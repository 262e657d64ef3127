//! Pub/sub side of the bridge.

use std::sync::Arc;

use async_trait::async_trait;
use chrono::Utc;

use brokerlink_common::{Protocol, Role};

use crate::buffer::InboundBuffer;
use crate::config::ConnectionConfig;
use crate::error::{BridgeError, Result};
use crate::listener::spawn_listener;
use crate::options::{PUBSUB_QOS, PubSubOptions};
use crate::registry::{ConnectionRegistry, Teardown};
use crate::stats::Counters;
use crate::transport::{PubSubClient, PubSubConnectOptions, PubSubConnector};

/// A live pub/sub session.
pub struct PubSubHandle<C: PubSubClient> {
    client: C,
    client_id: String,
}

impl<C: PubSubClient> PubSubHandle<C> {
    pub fn client_id(&self) -> &str {
        &self.client_id
    }
}

#[async_trait]
impl<C: PubSubClient> Teardown for PubSubHandle<C> {
    async fn teardown(self) {
        self.client.disconnect().await;
        tracing::debug!(client_id = %self.client_id, "Pub/sub session closed");
    }
}

/// Build a client identifier unique per role and connect time.
pub fn client_id(prefix: &str, role: Role) -> String {
    format!("{}_{}_{}", prefix, role, Utc::now().timestamp_millis())
}

/// Connections, publishes and subscriptions of the pub/sub protocol.
pub struct PubSubDriver<P: PubSubConnector> {
    connector: P,
    registry: ConnectionRegistry<PubSubHandle<P::Client>>,
    options: PubSubOptions,
    buffer: Arc<InboundBuffer>,
    counters: Arc<Counters>,
}

impl<P: PubSubConnector> PubSubDriver<P> {
    pub(crate) fn new(
        connector: P,
        options: &PubSubOptions,
        buffer: Arc<InboundBuffer>,
        counters: Arc<Counters>,
    ) -> Self {
        Self {
            connector,
            registry: ConnectionRegistry::new(Protocol::PubSub),
            options: options.clone(),
            buffer,
            counters,
        }
    }

    fn connect_options(&self, config: &ConnectionConfig, role: Role) -> PubSubConnectOptions {
        PubSubConnectOptions {
            client_id: client_id(&self.options.client_id_prefix, role),
            host: config.host.clone(),
            port: config.port,
            username: config.username.clone(),
            password: config.password.clone(),
            keep_alive: self.options.keep_alive(),
            connect_timeout: self.options.connect_timeout(),
            retry_interval: self.options.retry_interval(),
            ack_timeout: self.options.ack_timeout(),
            disconnect_grace: self.options.disconnect_grace(),
        }
    }

    /// Open a session for `role`, replacing any previous one.
    ///
    /// Waits at most `connect_wait` for the broker to accept the session.
    pub async fn connect(&self, config: &ConnectionConfig, role: Role) -> Result<()> {
        let mut registry = self.registry.lock().await;

        let options = self.connect_options(config, role);
        let wait = self.options.connect_wait();

        let client = match tokio::time::timeout(wait, self.connector.connect(&options)).await {
            Ok(Ok(client)) => client,
            Ok(Err(e)) => {
                return Err(BridgeError::connection(Protocol::PubSub, role, e));
            }
            Err(_) => {
                tracing::warn!(
                    protocol = %Protocol::PubSub,
                    role = %role,
                    endpoint = %config.endpoint(),
                    "Connect timed out"
                );
                return Err(BridgeError::Timeout {
                    protocol: Protocol::PubSub,
                    role,
                    timeout: wait,
                });
            }
        };

        tracing::info!(
            protocol = %Protocol::PubSub,
            role = %role,
            endpoint = %config.endpoint(),
            client_id = %options.client_id,
            "Connected"
        );
        registry
            .replace(
                role,
                PubSubHandle {
                    client,
                    client_id: options.client_id,
                },
            )
            .await;
        Ok(())
    }

    /// Close the session of `role`. Closing an absent session succeeds.
    pub async fn disconnect(&self, role: Role) {
        let mut registry = self.registry.lock().await;
        if registry.clear(role).await {
            tracing::info!(protocol = %Protocol::PubSub, role = %role, "Disconnected");
        }
    }

    /// Publish `payload` on the host session and wait for the acknowledgment.
    pub async fn publish(&self, topic: &str, payload: &[u8]) -> Result<()> {
        let registry = self.registry.lock().await;
        let client = live_client(registry.handle(Role::Host), Role::Host)?;

        client
            .publish(topic, PUBSUB_QOS, payload.to_vec())
            .await
            .map_err(|e| BridgeError::operation(Protocol::PubSub, "publish", e))?;

        tracing::debug!(protocol = %Protocol::PubSub, topic = %topic, bytes = payload.len(), "Published");
        Ok(())
    }

    /// Subscribe the client session to `topic`.
    pub async fn subscribe(&self, topic: &str) -> Result<()> {
        let mut registry = self.registry.lock().await;
        let client = live_client(registry.handle(Role::Client), Role::Client)?;

        let subscription = client
            .subscribe(topic, PUBSUB_QOS)
            .await
            .map_err(|e| BridgeError::operation(Protocol::PubSub, "subscribe", e))?;

        // A resubscribe replaced the transport route, so the old listener ends.
        registry.stop_listeners(Role::Client, topic).await;
        let listener = spawn_listener(
            Protocol::PubSub,
            topic,
            subscription,
            self.buffer.clone(),
            self.counters.clone(),
        );
        registry.add_listener(Role::Client, listener);

        tracing::info!(protocol = %Protocol::PubSub, topic = %topic, "Subscribed");
        Ok(())
    }

    /// Unsubscribe the client session from `topic` and stop its listener.
    pub async fn unsubscribe(&self, topic: &str) -> Result<()> {
        let mut registry = self.registry.lock().await;
        let client = registry
            .handle(Role::Client)
            .map(|handle| &handle.client)
            .ok_or(BridgeError::NotConnected {
                protocol: Protocol::PubSub,
                role: Role::Client,
            })?;

        client
            .unsubscribe(topic)
            .await
            .map_err(|e| BridgeError::operation(Protocol::PubSub, "unsubscribe", e))?;

        let stopped = registry.stop_listeners(Role::Client, topic).await;
        tracing::info!(protocol = %Protocol::PubSub, topic = %topic, listeners = stopped, "Unsubscribed");
        Ok(())
    }

    pub async fn is_connected(&self, role: Role) -> bool {
        self.registry.lock().await.handle(role).is_some()
    }

    pub(crate) async fn listener_count(&self) -> usize {
        self.registry.lock().await.listener_count()
    }

    pub(crate) async fn shutdown(&self) {
        self.registry.lock().await.clear_all().await;
    }
}

/// The client of `handle` if the session is currently up.
fn live_client<C: PubSubClient>(handle: Option<&PubSubHandle<C>>, role: Role) -> Result<&C> {
    match handle {
        Some(handle) if handle.client.is_connected() => Ok(&handle.client),
        _ => Err(BridgeError::NotConnected {
            protocol: Protocol::PubSub,
            role,
        }),
    }
}
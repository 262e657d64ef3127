//! Per-protocol registry of role connections.
//!
//! Each protocol owns one registry mapping a [`Role`] to at most one live
//! connection handle plus the listeners started on it. The registry lock is
//! held for a whole connect, disconnect or subscribe sequence, so two calls for
//! the same protocol never interleave and a replaced handle is always torn
//! down before the new one becomes visible.

use std::collections::HashMap;

use async_trait::async_trait;
use tokio::sync::{Mutex, MutexGuard};

use brokerlink_common::{Protocol, Role};

use crate::listener::ListenerHandle;

/// Releases the broker resources held by a connection handle.
#[async_trait]
pub trait Teardown: Send + Sync + 'static {
    /// Close everything the handle owns. Errors are logged, never returned.
    async fn teardown(self);
}

/// State of one role on one protocol.
#[derive(Debug)]
pub struct RoleConnectionState<H> {
    handle: Option<H>,
    listeners: Vec<ListenerHandle>,
}

impl<H> Default for RoleConnectionState<H> {
    fn default() -> Self {
        Self {
            handle: None,
            listeners: Vec::new(),
        }
    }
}

impl<H> RoleConnectionState<H> {
    pub fn handle(&self) -> Option<&H> {
        self.handle.as_ref()
    }

    pub fn listeners(&self) -> &[ListenerHandle] {
        &self.listeners
    }
}

/// Role connections of one protocol.
#[derive(Debug)]
pub struct ConnectionRegistry<H> {
    protocol: Protocol,
    roles: Mutex<HashMap<Role, RoleConnectionState<H>>>,
}

impl<H: Teardown> ConnectionRegistry<H> {
    pub fn new(protocol: Protocol) -> Self {
        Self {
            protocol,
            roles: Mutex::new(HashMap::new()),
        }
    }

    pub fn protocol(&self) -> Protocol {
        self.protocol
    }

    /// Acquire exclusive access to the registry.
    pub async fn lock(&self) -> RegistryGuard<'_, H> {
        RegistryGuard {
            protocol: self.protocol,
            roles: self.roles.lock().await,
        }
    }
}

/// Exclusive access to a [`ConnectionRegistry`].
pub struct RegistryGuard<'a, H> {
    protocol: Protocol,
    roles: MutexGuard<'a, HashMap<Role, RoleConnectionState<H>>>,
}

impl<H: Teardown> RegistryGuard<'_, H> {
    /// State of `role`, created empty on first use.
    pub fn ensure_state(&mut self, role: Role) -> &mut RoleConnectionState<H> {
        self.roles.entry(role).or_default()
    }

    /// Live handle of `role`, if any.
    pub fn handle(&self, role: Role) -> Option<&H> {
        self.roles.get(&role).and_then(RoleConnectionState::handle)
    }

    /// Install `handle` for `role`, tearing down whatever was there first.
    pub async fn replace(&mut self, role: Role, handle: H) {
        if self.clear(role).await {
            tracing::debug!(protocol = %self.protocol, role = %role, "Replaced existing connection");
        }
        self.ensure_state(role).handle = Some(handle);
    }

    /// Stop the listeners of `role` and tear down its handle.
    ///
    /// Returns whether a handle was present.
    pub async fn clear(&mut self, role: Role) -> bool {
        let Some(state) = self.roles.get_mut(&role) else {
            return false;
        };
        let listeners = std::mem::take(&mut state.listeners);
        let handle = state.handle.take();

        for listener in listeners {
            listener.stop().await;
        }
        match handle {
            Some(handle) => {
                handle.teardown().await;
                true
            }
            None => false,
        }
    }

    /// Clear every role.
    pub async fn clear_all(&mut self) {
        for role in Role::ALL {
            self.clear(role).await;
        }
    }

    /// Track a listener started on `role`'s connection.
    pub fn add_listener(&mut self, role: Role, listener: ListenerHandle) {
        let state = self.ensure_state(role);
        state.listeners.retain(|l| !l.is_finished());
        state.listeners.push(listener);
    }

    /// Stop the listeners of `role` consuming `topic`. Returns how many stopped.
    pub async fn stop_listeners(&mut self, role: Role, topic: &str) -> usize {
        let Some(state) = self.roles.get_mut(&role) else {
            return 0;
        };
        let (matching, rest): (Vec<_>, Vec<_>) = std::mem::take(&mut state.listeners)
            .into_iter()
            .partition(|l| l.topic() == topic);
        state.listeners = rest;

        let count = matching.len();
        for listener in matching {
            listener.stop().await;
        }
        count
    }

    /// Number of registered listeners that are still running.
    pub fn listener_count(&self) -> usize {
        self.roles
            .values()
            .flat_map(|state| state.listeners.iter())
            .filter(|l| !l.is_finished())
            .count()
    }
}
//! brokerlink Bridge Core
//!
//! Connects to a topic-exchange broker (AMQP 0-9-1) and a publish/subscribe
//! broker (MQTT 3.1.1) in two roles each, publishes on behalf of callers and
//! collects received messages into one bounded buffer.
//!
//! # Overview
//!
//! - [`Bridge`] exposes connect, disconnect, publish, subscribe, unsubscribe
//!   and message retrieval for both protocols
//! - [`transport`] holds the broker abstractions and their implementations
//!   (`lapin`, `rumqttc` and an in-process [`MemoryBroker`])
//! - [`BridgeOptions`] tunes buffer capacity, default names and pub/sub timeouts
//!
//! # Example
//!
//! ```ignore
//! use brokerlink_core::{BridgeOptions, ConnectionConfig, LiveBridge, Protocol, PublishConfig};
//!
//! let bridge = LiveBridge::live(BridgeOptions::default())?;
//! bridge
//!     .connect_host(&ConnectionConfig::new(Protocol::PubSub, "localhost", 1883))
//!     .await?;
//! bridge
//!     .publish(&PublishConfig::new(Protocol::PubSub, "sensors/temp", "23.5"))
//!     .await?;
//! ```

mod bridge;
mod buffer;
mod config;
pub mod driver;
mod error;
mod listener;
mod options;
mod registry;
mod stats;
pub mod transport;

pub use bridge::{Bridge, LiveBridge};
pub use buffer::InboundBuffer;
pub use config::{ConnectionConfig, PublishConfig, SubscribeConfig};
pub use driver::TOLERATED_TARGET;
pub use error::{BridgeError, Result};
pub use listener::ListenerHandle;
pub use options::{
    BridgeOptions, DEFAULT_EXCHANGE, DEFAULT_MAX_QUEUE_SIZE, DEFAULT_QUEUE, EXCHANGE_PREFETCH,
    PUBSUB_QOS, PubSubOptions,
};
pub use registry::{ConnectionRegistry, RegistryGuard, RoleConnectionState, Teardown};
pub use stats::BridgeStats;
pub use transport::memory::{Failure, MemoryBroker};

// Re-export commonly used types from brokerlink-common
pub use brokerlink_common::{
    LogFormat, LoggingConfig, MessageEnvelope, MessageRecord, Protocol, Role,
};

================================

Your task => Check each line above for the word "owns", then give only the number of lines that have it.

Exercise answer => 2